=== Given records ===

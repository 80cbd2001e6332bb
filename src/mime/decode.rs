//! Byte-to-text decoding that never fails.
//!
//! Three tiers, tried in order:
//! 1. The declared charset, strictly.
//! 2. UTF-8 with invalid sequences dropped.
//! 3. Latin-1, where every byte maps to a character.

use tracing::debug;

/// Which tier produced the text.
#[derive(Debug, Clone, Copy, PartialEq, Eq)]
pub enum DecodeTier {
    Declared,
    LossyUtf8,
    Latin1,
}

/// Decoded text plus the tier that produced it.
#[derive(Debug, Clone, PartialEq, Eq)]
pub struct Decoded {
    pub text: String,
    pub tier: DecodeTier,
}

/// Decode `bytes` using `charset` when given, degrading fidelity instead of
/// failing.
pub fn decode_bytes(bytes: &[u8], charset: Option<&str>) -> Decoded {
    let declared = charset.map(normalize_charset).unwrap_or("utf-8");

    if let Some(text) = decode_declared(bytes, declared) {
        return Decoded {
            text,
            tier: DecodeTier::Declared,
        };
    }

    let lossy = decode_utf8_dropping_invalid(bytes);
    if !lossy.is_empty() || bytes.is_empty() {
        debug!(charset = declared, "Declared charset failed, using lossy UTF-8");
        return Decoded {
            text: lossy,
            tier: DecodeTier::LossyUtf8,
        };
    }

    debug!(charset = declared, "Nothing recoverable as UTF-8, using Latin-1");
    Decoded {
        text: decode_latin1(bytes),
        tier: DecodeTier::Latin1,
    }
}

/// Decode as UTF-8, falling back through the lower tiers.
pub fn decode_text(bytes: &[u8]) -> String {
    decode_bytes(bytes, None).text
}

fn normalize_charset(charset: &str) -> &'static str {
    match charset.trim().trim_matches('"').to_ascii_lowercase().as_str() {
        "utf-8" | "utf8" => "utf-8",
        "us-ascii" | "ascii" => "us-ascii",
        "iso-8859-1" | "iso8859-1" | "latin1" | "latin-1" | "l1" => "iso-8859-1",
        "windows-1252" | "cp1252" => "windows-1252",
        _ => "unknown",
    }
}

fn decode_declared(bytes: &[u8], charset: &str) -> Option<String> {
    match charset {
        "utf-8" => std::str::from_utf8(bytes).ok().map(str::to_string),
        "us-ascii" => bytes
            .is_ascii()
            .then(|| bytes.iter().map(|&b| b as char).collect()),
        // windows-1252 differs from Latin-1 only in 0x80..0x9F; those land
        // as C1 controls and are stripped downstream.
        "iso-8859-1" | "windows-1252" => Some(decode_latin1(bytes)),
        _ => None,
    }
}

fn decode_utf8_dropping_invalid(bytes: &[u8]) -> String {
    String::from_utf8_lossy(bytes)
        .chars()
        .filter(|&c| c != char::REPLACEMENT_CHARACTER)
        .collect()
}

fn decode_latin1(bytes: &[u8]) -> String {
    bytes.iter().map(|&b| char::from(b)).collect()
}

===

__Aim of the task__. Some lines of the data above may hold the word "collect"; state how many do, and give only that number.

__Exercise output__. 3